I also only had a surface level understanding that it was generally safe to over-provision certain aspects of your hypervisor when using LXCs, but I didn’t know why. Now, I do. Cgroups limit the amount of resources a process can utilize, but they don’t just assign a CPU core or patch of memory to a container directly. Rather, they simply limit the amount in use at any given time. So if I have a 4 core CPU on my host and I assign two LXCs 3 cores each, so long as they never exceed the 4 core total between themselves the system will be stable. And most importantly, when an LXC is only using 1 core, the two extras I’ve assigned to that LXC are still available for other processes on the host.

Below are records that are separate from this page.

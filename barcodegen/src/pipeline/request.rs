//! A single render request.

use crate::config::RenderOptions;
use crate::error::BarcodeResult;
use crate::render::OutputFormat;

/// Query key holding the symbology identifier.
pub const CODE_KEY: &str = "code";
/// Query key holding the text to encode.
pub const TEXT_KEY: &str = "text";
/// Query key holding the output format name.
pub const FILETYPE_KEY: &str = "filetype";

/// Symbology used when a query names none.
pub const DEFAULT_SYMBOLOGY: &str = "code128";

/// What to render: symbology, text, format and options.
#[derive(Debug, Clone, PartialEq, Eq)]
pub struct BarcodeRequest {
    symbology: String,
    text: String,
    format: OutputFormat,
    options: RenderOptions,
}

impl BarcodeRequest {
    pub fn new(symbology: impl Into<String>, text: impl Into<String>, format: OutputFormat) -> Self {
        Self {
            symbology: symbology.into(),
            text: text.into(),
            format,
            options: RenderOptions::new(),
        }
    }

    /// Replace the options bag.
    pub fn with_options(mut self, options: RenderOptions) -> Self {
        self.options = options;
        self
    }

    /// Add a single option.
    pub fn with_option(mut self, key: impl Into<String>, value: impl Into<String>) -> Self {
        self.options.insert(key, value);
        self
    }

    /// Build a request from the legacy query form, e.g.
    /// `code=BCGcode128&text=ABC&filetype=PNG&scale=2`.
    ///
    /// `code` defaults to `code128`, `text` to empty and `filetype` to PNG;
    /// every other pair becomes an option.
    ///
    /// # Errors
    ///
    /// [`BarcodeError::UnsupportedFormat`](crate::BarcodeError::UnsupportedFormat)
    /// if `filetype` names no supported format.
    pub fn from_query(query: &str) -> BarcodeResult<Self> {
        let mut options = RenderOptions::from_query(query);
        let symbology = options
            .remove(CODE_KEY)
            .unwrap_or_else(|| DEFAULT_SYMBOLOGY.to_string());
        let text = options.remove(TEXT_KEY).unwrap_or_default();
        let format = match options.remove(FILETYPE_KEY) {
            Some(name) => name.parse()?,
            None => OutputFormat::default(),
        };

        Ok(Self {
            symbology,
            text,
            format,
            options,
        })
    }

    pub fn symbology(&self) -> &str {
        &self.symbology
    }

    pub fn text(&self) -> &str {
        &self.text
    }

    pub fn format(&self) -> OutputFormat {
        self.format
    }

    pub fn options(&self) -> &RenderOptions {
        &self.options
    }
}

Still, the fact that there seems to be a bit more black magic going on within an LXC will bug me in the back of my head. Particularly why the perfmon group attempt near the beginning of this post failed if they’re mapped to the same user account. While a solution to this issue may lie somewhere in the differences between a privileged and an unprivileged LXC, one thing that’s sure is I won’t be finding it today. This journey has given me an immense amount of respect for all the people behind Linux Containers and the Kernel. There are a lot of moving parts that make these systems function securely, and after digging deep into them today it’s clear that after 5 years as a sysadmin I’ve still only barely scratched the surface of understanding. There is so much more to learn. Isn’t that exciting?